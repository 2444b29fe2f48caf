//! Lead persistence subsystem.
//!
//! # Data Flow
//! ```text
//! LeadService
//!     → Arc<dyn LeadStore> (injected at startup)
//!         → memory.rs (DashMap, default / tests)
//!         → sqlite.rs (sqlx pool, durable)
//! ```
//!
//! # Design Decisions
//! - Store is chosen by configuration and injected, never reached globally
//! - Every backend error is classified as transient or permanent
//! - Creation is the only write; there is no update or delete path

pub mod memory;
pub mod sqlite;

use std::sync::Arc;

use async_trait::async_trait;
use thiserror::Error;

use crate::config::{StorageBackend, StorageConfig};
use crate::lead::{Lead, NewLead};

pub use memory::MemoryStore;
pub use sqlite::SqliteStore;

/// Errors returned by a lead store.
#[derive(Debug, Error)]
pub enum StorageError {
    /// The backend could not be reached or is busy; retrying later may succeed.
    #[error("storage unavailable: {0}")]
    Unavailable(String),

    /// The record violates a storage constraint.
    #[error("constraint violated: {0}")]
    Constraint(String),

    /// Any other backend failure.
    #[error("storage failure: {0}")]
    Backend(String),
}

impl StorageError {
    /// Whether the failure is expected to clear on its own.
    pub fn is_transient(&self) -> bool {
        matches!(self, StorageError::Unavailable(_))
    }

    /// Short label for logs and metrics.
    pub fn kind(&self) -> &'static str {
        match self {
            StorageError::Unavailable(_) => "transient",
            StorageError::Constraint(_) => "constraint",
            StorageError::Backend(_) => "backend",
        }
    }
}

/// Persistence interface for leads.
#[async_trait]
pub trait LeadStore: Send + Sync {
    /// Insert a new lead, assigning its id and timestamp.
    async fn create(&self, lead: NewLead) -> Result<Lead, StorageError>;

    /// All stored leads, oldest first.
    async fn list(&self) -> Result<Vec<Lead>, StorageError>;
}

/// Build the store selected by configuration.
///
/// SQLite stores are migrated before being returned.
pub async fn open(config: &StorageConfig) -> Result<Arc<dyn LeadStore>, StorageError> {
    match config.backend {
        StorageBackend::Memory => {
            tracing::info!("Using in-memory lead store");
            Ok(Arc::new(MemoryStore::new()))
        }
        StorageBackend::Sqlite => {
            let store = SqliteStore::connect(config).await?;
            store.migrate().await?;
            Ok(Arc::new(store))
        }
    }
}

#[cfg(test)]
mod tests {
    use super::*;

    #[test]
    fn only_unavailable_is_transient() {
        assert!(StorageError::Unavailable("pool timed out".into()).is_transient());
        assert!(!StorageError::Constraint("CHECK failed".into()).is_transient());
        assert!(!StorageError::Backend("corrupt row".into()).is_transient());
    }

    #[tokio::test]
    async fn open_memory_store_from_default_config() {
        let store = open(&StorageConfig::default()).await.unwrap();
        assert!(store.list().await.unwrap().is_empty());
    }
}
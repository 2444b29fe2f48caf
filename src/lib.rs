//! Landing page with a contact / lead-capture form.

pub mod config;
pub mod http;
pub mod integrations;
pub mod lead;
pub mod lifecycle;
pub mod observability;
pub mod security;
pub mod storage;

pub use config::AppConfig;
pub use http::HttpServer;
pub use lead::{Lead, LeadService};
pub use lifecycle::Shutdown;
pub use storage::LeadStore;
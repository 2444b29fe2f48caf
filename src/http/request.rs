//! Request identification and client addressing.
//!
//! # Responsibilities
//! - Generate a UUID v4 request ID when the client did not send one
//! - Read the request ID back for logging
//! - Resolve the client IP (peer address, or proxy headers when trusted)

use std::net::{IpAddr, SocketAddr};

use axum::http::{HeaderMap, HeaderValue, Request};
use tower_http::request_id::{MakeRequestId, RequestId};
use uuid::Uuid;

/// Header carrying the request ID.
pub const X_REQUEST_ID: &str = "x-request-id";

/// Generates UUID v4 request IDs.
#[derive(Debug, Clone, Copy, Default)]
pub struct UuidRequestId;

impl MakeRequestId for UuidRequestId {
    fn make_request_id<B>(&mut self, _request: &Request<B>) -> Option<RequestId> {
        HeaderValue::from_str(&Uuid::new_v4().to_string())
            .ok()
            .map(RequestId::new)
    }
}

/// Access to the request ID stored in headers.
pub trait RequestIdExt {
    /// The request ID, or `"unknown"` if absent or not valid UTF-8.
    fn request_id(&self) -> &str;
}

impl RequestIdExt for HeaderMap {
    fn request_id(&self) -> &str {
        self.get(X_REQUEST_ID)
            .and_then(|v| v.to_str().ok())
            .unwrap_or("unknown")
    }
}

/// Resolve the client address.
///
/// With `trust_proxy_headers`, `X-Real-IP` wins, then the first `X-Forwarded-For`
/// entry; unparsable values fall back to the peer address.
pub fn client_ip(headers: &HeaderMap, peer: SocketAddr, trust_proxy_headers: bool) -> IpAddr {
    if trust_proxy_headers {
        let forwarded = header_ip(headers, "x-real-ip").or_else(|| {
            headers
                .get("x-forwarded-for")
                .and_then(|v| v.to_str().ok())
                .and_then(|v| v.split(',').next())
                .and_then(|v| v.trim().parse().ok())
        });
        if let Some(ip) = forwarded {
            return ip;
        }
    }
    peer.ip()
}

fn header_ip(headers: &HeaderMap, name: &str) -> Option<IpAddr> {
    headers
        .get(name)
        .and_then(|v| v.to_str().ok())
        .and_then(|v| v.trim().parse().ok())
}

---*---

Action item>
Return exactly, and only, the lines above starting at the line that contains "#[tokio::test]" and ending at the line that contains "the request ID.".

Solution to the problem>
    #[tokio::test]
    async fn open_memory_store_from_default_config() {
        let store = open(&StorageConfig::default()).await.unwrap();
        assert!(store.list().await.unwrap().is_empty());
    }
}
repository 2444b29fe2f48caf
filename src/lib.rs
//! Landing page with a contact / lead-capture form.

pub mod config;
pub mod http;
pub mod integrations;
pub mod lead;
pub mod lifecycle;
pub mod observability;
pub mod security;
pub mod storage;

pub use config::AppConfig;
pub use http::HttpServer;
pub use lead::{Lead, LeadService};
pub use lifecycle::Shutdown;
pub use storage::LeadStore;
repository 2444b29fe2f48caf
filename src/http/request.rs
//! Request identification and client addressing.
//!
//! # Responsibilities
//! - Generate a UUID v4 request ID when the client did not send one
//! - Read the request ID back for logging
//! - Resolve the client IP (peer address, or proxy headers when trusted)

use std::net::{IpAddr, SocketAddr};

use axum::http::{HeaderMap, HeaderValue, Request};
use tower_http::request_id::{MakeRequestId, RequestId};
use uuid::Uuid;

/// Header carrying the request ID.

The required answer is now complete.